VideoA conservation program on the Ningaloo Coast is celebrating a decade of work protecting endangered turtles.

A DBCA spokeswoman said goat shooting could be implemented in areas where mustering was unviable.

“Where mustering is not a viable option due to terrain or low numbers of goats, then aerial or ground shoots may be carried out on DBCA managed tenure,” she said.

For turtle conservation efforts at Cape Farquhar and Gnaraloo Bay, the return of foxes is cause for concern.

Animal Pest Management Services managing director Mike Butcher said fox and dog numbers at Gnaraloo Station had increased fivefold since the State Government took over the coast.

“There hadn’t been any fox predation for seven years, and wild dogs were more a case of you’d get the odd dog rather than higher numbers that there currently are today,” he said.

“Paul is doing what he can, but the problem is the coastal strip where the water and the rabbits are.

“Foxes and wild dogs are just migrating across to this ecological sink where there is perfect habitat for them.”

Mr Butcher said a reduction in baiting had led to increased dog and fox numbers.

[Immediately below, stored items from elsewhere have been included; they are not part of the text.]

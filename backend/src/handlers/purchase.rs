//! HTTP handlers for purchase endpoints

use axum::{
    extract::{Path, State},
    Json,
};
use serde::Deserialize;
use uuid::Uuid;

use crate::error::AppResult;
use crate::services::purchase::{
    CreatePurchaseInput, PurchaseDetail, PurchaseService, ReturnOutcome,
};
use crate::AppState;
use shared::{Purchase, ReturnPreview};

/// Status update request body
#[derive(Debug, Deserialize)]
pub struct PurchaseStatusInput {
    pub status: String,
}

/// Create a purchase with line items
pub async fn create_purchase(
    State(state): State<AppState>,
    Json(input): Json<CreatePurchaseInput>,
) -> AppResult<Json<PurchaseDetail>> {
    let service = PurchaseService::new(state.db);
    let purchase = service.create_purchase(input).await?;
    Ok(Json(purchase))
}

/// Get a purchase with its line items
pub async fn get_purchase(
    State(state): State<AppState>,
    Path(purchase_id): Path<Uuid>,
) -> AppResult<Json<PurchaseDetail>> {
    let service = PurchaseService::new(state.db);
    let purchase = service.get_purchase(purchase_id).await?;
    Ok(Json(purchase))
}

/// List all purchases
pub async fn list_purchases(State(state): State<AppState>) -> AppResult<Json<Vec<Purchase>>> {
    let service = PurchaseService::new(state.db);
    let purchases = service.list_purchases().await?;
    Ok(Json(purchases))
}

/// Transition a purchase to a new status (pending, completed, approved)
pub async fn transition_purchase(
    State(state): State<AppState>,
    Path(purchase_id): Path<Uuid>,
    Json(input): Json<PurchaseStatusInput>,
) -> AppResult<Json<PurchaseDetail>> {
    let service = PurchaseService::new(state.db);
    let purchase = service.transition(purchase_id, &input.status).await?;
    Ok(Json(purchase))
}

/// Preview how much of a completed purchase can still be returned
pub async fn preview_purchase_return(
    State(state): State<AppState>,
    Path(purchase_id): Path<Uuid>,
) -> AppResult<Json<ReturnPreview>> {
    let service = PurchaseService::new(state.db);
    let preview = service.preview_return(purchase_id).await?;
    Ok(Json(preview))
}

/// Commit a return of a completed purchase
pub async fn commit_purchase_return(
    State(state): State<AppState>,
    Path(purchase_id): Path<Uuid>,
) -> AppResult<Json<ReturnOutcome>> {
    let service = PurchaseService::new(state.db);
    let outcome = service.commit_return(purchase_id).await?;
    Ok(Json(outcome))
}
//! Stock ledger service: the single authority over product stock
//!
//! Every mutation of `products.stock` in the system goes through the
//! debit/credit operations here. Both are single conditional UPDATE
//! statements, so concurrent callers for the same product are serialized
//! by the database row lock; callers for different products proceed
//! independently.

use sqlx::{PgConnection, PgPool};
use uuid::Uuid;

use crate::error::{AppError, AppResult};
use shared::StockLevel;

/// Stock ledger service
#[derive(Clone)]
pub struct StockService {
    db: PgPool,
}

impl StockService {
    /// Create a new StockService instance
    pub fn new(db: PgPool) -> Self {
        Self { db }
    }

    /// Subtract `quantity` units from a product's stock
    ///
    /// Fails with `InsufficientStock` if fewer than `quantity` units are
    /// on hand; stock never goes negative. Returns the new stock level.
    pub async fn debit(&self, product_id: Uuid, quantity: i64) -> AppResult<i64> {
        let mut conn = self.db.acquire().await?;
        Self::debit_in_tx(&mut *conn, product_id, quantity).await
    }

    /// Add `quantity` units to a product's stock; no upper bound
    pub async fn credit(&self, product_id: Uuid, quantity: i64) -> AppResult<i64> {
        let mut conn = self.db.acquire().await?;
        Self::credit_in_tx(&mut *conn, product_id, quantity).await
    }

    /// Debit on a borrowed connection, for callers that apply ledger
    /// effects inside their own transaction
    pub async fn debit_in_tx(
        conn: &mut PgConnection,
        product_id: Uuid,
        quantity: i64,
    ) -> AppResult<i64> {
        validate_ledger_quantity(quantity)?;

        // The stock >= quantity guard makes the decrement and the
        // sufficiency check one atomic statement
        let updated = sqlx::query_scalar::<_, i64>(
            r#"
            UPDATE products
            SET stock = stock - $1, updated_at = NOW()
            WHERE id = $2 AND stock >= $1
            RETURNING stock
            "#,
        )
        .bind(quantity)
        .bind(product_id)
        .fetch_optional(&mut *conn)
        .await?;

        match updated {
            Some(stock) => Ok(stock),
            None => {
                // Zero rows: either the product is unknown or stock ran short
                let (name, available) =
                    sqlx::query_as::<_, (String, i64)>("SELECT name, stock FROM products WHERE id = $1")
                        .bind(product_id)
                        .fetch_optional(&mut *conn)
                        .await?
                        .ok_or_else(|| AppError::NotFound("Product".to_string()))?;

                Err(AppError::InsufficientStock {
                    product: name,
                    requested: quantity,
                    available,
                })
            }
        }
    }

    /// Credit on a borrowed connection, for callers that apply ledger
    /// effects inside their own transaction
    pub async fn credit_in_tx(
        conn: &mut PgConnection,
        product_id: Uuid,
        quantity: i64,
    ) -> AppResult<i64> {
        validate_ledger_quantity(quantity)?;

        sqlx::query_scalar::<_, i64>(
            r#"
            UPDATE products
            SET stock = stock + $1, updated_at = NOW()
            WHERE id = $2
            RETURNING stock
            "#,
        )
        .bind(quantity)
        .bind(product_id)
        .fetch_optional(&mut *conn)
        .await?
        .ok_or_else(|| AppError::NotFound("Product".to_string()))
    }

    /// Read-only current stock for a product
    pub async fn current_stock(&self, product_id: Uuid) -> AppResult<i64> {
        sqlx::query_scalar::<_, i64>("SELECT stock FROM products WHERE id = $1")
            .bind(product_id)
            .fetch_optional(&self.db)
            .await?
            .ok_or_else(|| AppError::NotFound("Product".to_string()))
    }

    /// Read-only stock level with product identification, for the stock
    /// query endpoint and external consumers
    pub async fn stock_level(&self, product_id: Uuid) -> AppResult<StockLevel> {
        let row = sqlx::query_as::<_, (Uuid, String, String, i64)>(
            "SELECT id, sku, name, stock FROM products WHERE id = $1",
        )
        .bind(product_id)
        .fetch_optional(&self.db)
        .await?
        .ok_or_else(|| AppError::NotFound("Product".to_string()))?;

        Ok(StockLevel {
            product_id: row.0,
            sku: row.1,
            name: row.2,
            stock: row.3,
        })
    }
}

fn validate_ledger_quantity(quantity: i64) -> AppResult<()> {
    if quantity <= 0 {
        return Err(AppError::Validation {
            field: "quantity".to_string(),
            message: "Quantity must be positive".to_string(),
        });
    }
    Ok(())
}
//! HTTP handlers for product catalog and stock query endpoints

use axum::{
    extract::{Path, State},
    Json,
};
use uuid::Uuid;

use crate::error::AppResult;
use crate::services::product::{CreateProductInput, ProductService, UpdateProductInput};
use crate::services::stock::StockService;
use crate::AppState;
use shared::{Product, StockLevel};

/// Create a product
pub async fn create_product(
    State(state): State<AppState>,
    Json(input): Json<CreateProductInput>,
) -> AppResult<Json<Product>> {
    let service = ProductService::new(state.db);
    let product = service.create_product(input).await?;
    Ok(Json(product))
}

/// Get a product
pub async fn get_product(
    State(state): State<AppState>,
    Path(product_id): Path<Uuid>,
) -> AppResult<Json<Product>> {
    let service = ProductService::new(state.db);
    let product = service.get_product(product_id).await?;
    Ok(Json(product))
}

/// Update a product's catalog fields
pub async fn update_product(
    State(state): State<AppState>,
    Path(product_id): Path<Uuid>,
    Json(input): Json<UpdateProductInput>,
) -> AppResult<Json<Product>> {
    let service = ProductService::new(state.db);
    let product = service.update_product(product_id, input).await?;
    Ok(Json(product))
}

/// Delete a product
pub async fn delete_product(
    State(state): State<AppState>,
    Path(product_id): Path<Uuid>,
) -> AppResult<Json<()>> {
    let service = ProductService::new(state.db);
    service.delete_product(product_id).await?;
    Ok(Json(()))
}

/// List all products
pub async fn list_products(State(state): State<AppState>) -> AppResult<Json<Vec<Product>>> {
    let service = ProductService::new(state.db);
    let products = service.list_products().await?;
    Ok(Json(products))
}

/// Get the current stock level for a product
pub async fn get_stock_level(
    State(state): State<AppState>,
    Path(product_id): Path<Uuid>,
) -> AppResult<Json<StockLevel>> {
    let service = StockService::new(state.db);
    let level = service.stock_level(product_id).await?;
    Ok(Json(level))
}
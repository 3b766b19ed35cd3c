//! Unified API error handling
//!
//! Every failure on the HTTP surface resolves to a JSON body with an `error` key.

use axum::{
    Json,
    http::StatusCode,
    response::{IntoResponse, Response},
};
use serde_json::json;
use tracing::{error, warn};

use crate::base::types::{ClassificationRecord, ResponseMetadata};

use super::predict::PredictResponse;

/// API error type returned by the HTTP handlers.
#[derive(Debug, thiserror::Error)]
#[non_exhaustive]
pub enum ApiError {
    /// Missing/empty ticket or a malformed body (400).
    #[error("{0}")]
    BadRequest(String),

    /// Unsupported method on a known route (405).
    #[error("Method Not Allowed")]
    MethodNotAllowed,

    /// Unknown route (404).
    #[error("Not Found")]
    NotFound,

    /// The generation model could not be reached or returned nothing usable (500).
    ///
    /// The body still carries a best-effort record describing the failure.
    #[error("{message}")]
    Upstream { message: String, record: Box<ClassificationRecord> },

    /// Anything else, e.g. a panicked classification task (500).
    #[error("{0}")]
    Internal(String),
}

impl ApiError {
    /// Wrap a generation failure, building the record the caller can display.
    pub fn upstream(err: &anyhow::Error) -> Self {
        let message = format!("{err:#}");
        let record = Box::new(ClassificationRecord::upstream_failure(&message));

        Self::Upstream { message, record }
    }

    pub fn status_code(&self) -> StatusCode {
        match self {
            ApiError::BadRequest(_) => StatusCode::BAD_REQUEST,
            ApiError::MethodNotAllowed => StatusCode::METHOD_NOT_ALLOWED,
            ApiError::NotFound => StatusCode::NOT_FOUND,
            ApiError::Upstream { .. } | ApiError::Internal(_) => StatusCode::INTERNAL_SERVER_ERROR,
        }
    }
}

impl IntoResponse for ApiError {
    fn into_response(self) -> Response {
        let status = self.status_code();

        if status.is_server_error() {
            error!(status = status.as_u16(), message = %self, "API error");
        } else {
            warn!(status = status.as_u16(), message = %self, "API error");
        }

        match self {
            ApiError::Upstream { message, record } => {
                let body = PredictResponse::new(*record, ResponseMetadata::default()).with_error(message);
                (status, Json(body)).into_response()
            }
            other => (status, Json(json!({ "error": other.to_string() }))).into_response(),
        }
    }
}

#[cfg(test)]
mod tests {
    use super::*;

    #[test]
    fn test_status_codes() {
        assert_eq!(ApiError::BadRequest("x".to_string()).status_code(), StatusCode::BAD_REQUEST);
        assert_eq!(ApiError::MethodNotAllowed.status_code(), StatusCode::METHOD_NOT_ALLOWED);
        assert_eq!(ApiError::NotFound.status_code(), StatusCode::NOT_FOUND);
        assert_eq!(ApiError::Internal("x".to_string()).status_code(), StatusCode::INTERNAL_SERVER_ERROR);
        assert_eq!(ApiError::upstream(&anyhow::anyhow!("boom")).status_code(), StatusCode::INTERNAL_SERVER_ERROR);
    }

    #[test]
    fn test_upstream_keeps_context_chain() {
        let err = anyhow::anyhow!("connection refused").context("Gemini call failed");

        let ApiError::Upstream { message, record } = ApiError::upstream(&err) else {
            panic!("expected an upstream error");
        };

        assert_eq!(message, "Gemini call failed: connection refused");
        assert_eq!(record.raw, "エラー: Gemini call failed: connection refused");
    }
}
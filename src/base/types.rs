use serde::{Deserialize, Serialize};
use serde_json::Value;

pub type Err = anyhow::Error;
pub type Res<T> = Result<T, Err>;
pub type Void = Res<()>;

/// Reason recorded when the model output holds no usable JSON object.
pub const PARSE_FAILED_REASON: &str = "JSON解析に失敗しました";

/// The canonical structured result of classifying one ticket.
#[derive(Debug, Clone, PartialEq, Serialize, Deserialize, Default)]
pub struct ClassificationRecord {
    pub label: String,
    pub reason: String,
    pub action: String,
    pub title: String,
    pub related: Vec<String>,
    pub confidence: Option<f64>,
    /// The model output exactly as received (or the error text on failure).
    pub raw: String,
}

impl ClassificationRecord {
    /// Degraded record for model output that held no JSON object.
    pub fn unparsed(raw_text: &str) -> Self {
        Self {
            label: raw_text.to_string(),
            reason: PARSE_FAILED_REASON.to_string(),
            raw: raw_text.to_string(),
            ..Default::default()
        }
    }

    /// Best-effort record describing a failed generation call.
    pub fn upstream_failure(error: &str) -> Self {
        let label = format!("エラー: {error}");

        Self {
            reason: format!("エラーが発生しました: {error}"),
            raw: label.clone(),
            label,
            ..Default::default()
        }
    }
}

/// Raw output of one generation call.
#[derive(Debug, Clone, PartialEq, Default)]
pub struct GenerationResponse {
    /// The concatenated text of the first candidate.
    pub text: String,
    /// The full response envelope, kept for metadata collection.
    pub envelope: Value,
}

/// Options sent along with every generation request.
#[derive(Debug, Clone, Copy, PartialEq)]
pub struct GenerationOptions {
    pub temperature: f32,
    pub max_output_tokens: u32,
}

/// Token usage reported by the model.
#[derive(Debug, Clone, PartialEq, Serialize, Deserialize, Default)]
pub struct UsageMetadata {
    pub prompt_token_count: Option<u64>,
    pub candidates_token_count: Option<u64>,
    pub total_token_count: Option<u64>,
}

#[derive(Debug, Clone, PartialEq, Serialize, Deserialize, Default)]
pub struct SafetyRating {
    pub category: Option<String>,
    pub probability: Option<String>,
}

/// Prompt-level feedback (e.g., why a prompt was blocked).
#[derive(Debug, Clone, PartialEq, Serialize, Deserialize, Default)]
pub struct PromptFeedback {
    pub block_reason: Option<String>,
    pub safety_ratings: Vec<SafetyRating>,
}

#[derive(Debug, Clone, PartialEq, Serialize, Deserialize, Default)]
pub struct CandidateMetadata {
    pub finish_reason: Option<String>,
    pub safety_ratings: Vec<SafetyRating>,
    /// Text of the candidate's first content part.
    pub content: Option<String>,
}

/// Optional metadata taken from the model response envelope.
#[derive(Debug, Clone, PartialEq, Serialize, Deserialize, Default)]
pub struct ResponseMetadata {
    pub usage: Option<UsageMetadata>,
    pub prompt_feedback: Option<PromptFeedback>,
    pub candidates: Option<Vec<CandidateMetadata>>,
}

/// One row of the `tickets` table.
#[derive(Debug, Clone, PartialEq, Serialize, Deserialize)]
pub struct TicketRow {
    pub input_text: String,
    pub label: String,
    pub reason: String,
    pub confidence: Option<f64>,
    pub recommended_action: String,
}

impl TicketRow {
    pub fn new(ticket: &str, record: &ClassificationRecord) -> Self {
        Self {
            input_text: ticket.to_string(),
            label: record.label.clone(),
            reason: record.reason.clone(),
            confidence: record.confidence,
            recommended_action: record.action.clone(),
        }
    }
}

In a submission to the Ningaloo Coast draft management plan, Gnaraloo Wilderness Foundation echoed concerns feral predation on turtle nests was on the rise.

GWF chairwoman Karen Hattingh said nests had been predation-free for eight years under the foundation’s watch.

“We don’t know what the impacts are on turtle nests because it isn’t being monitored any more,” she said.

“The approach is not as integrated, cohesive or uniform as before and this introduces issues.

“We would like to continue with satellite tracking, flipper tagging and be involved in any way which can benefit that coastal area, but we have to be enabled to do so.”

DBCA said assessment of 2018-19 turtle monitoring was yet to be completed, but reports suggested very low predation.

“Since July 2015, DBCA has continued to support the ongoing feral animal control program along the Gnaraloo Bay and Cape Farquhar rookeries and has directly funded the use of the pest animal contractor.”

“In 2018, DBCA commenced a targeted feral cat control program using the new Eradicat Bait along the Farquhar/Gnaraloo Bay area.

“These baits are also known to be effective in fox control.”

Public comment on the draft plan closed on May 14.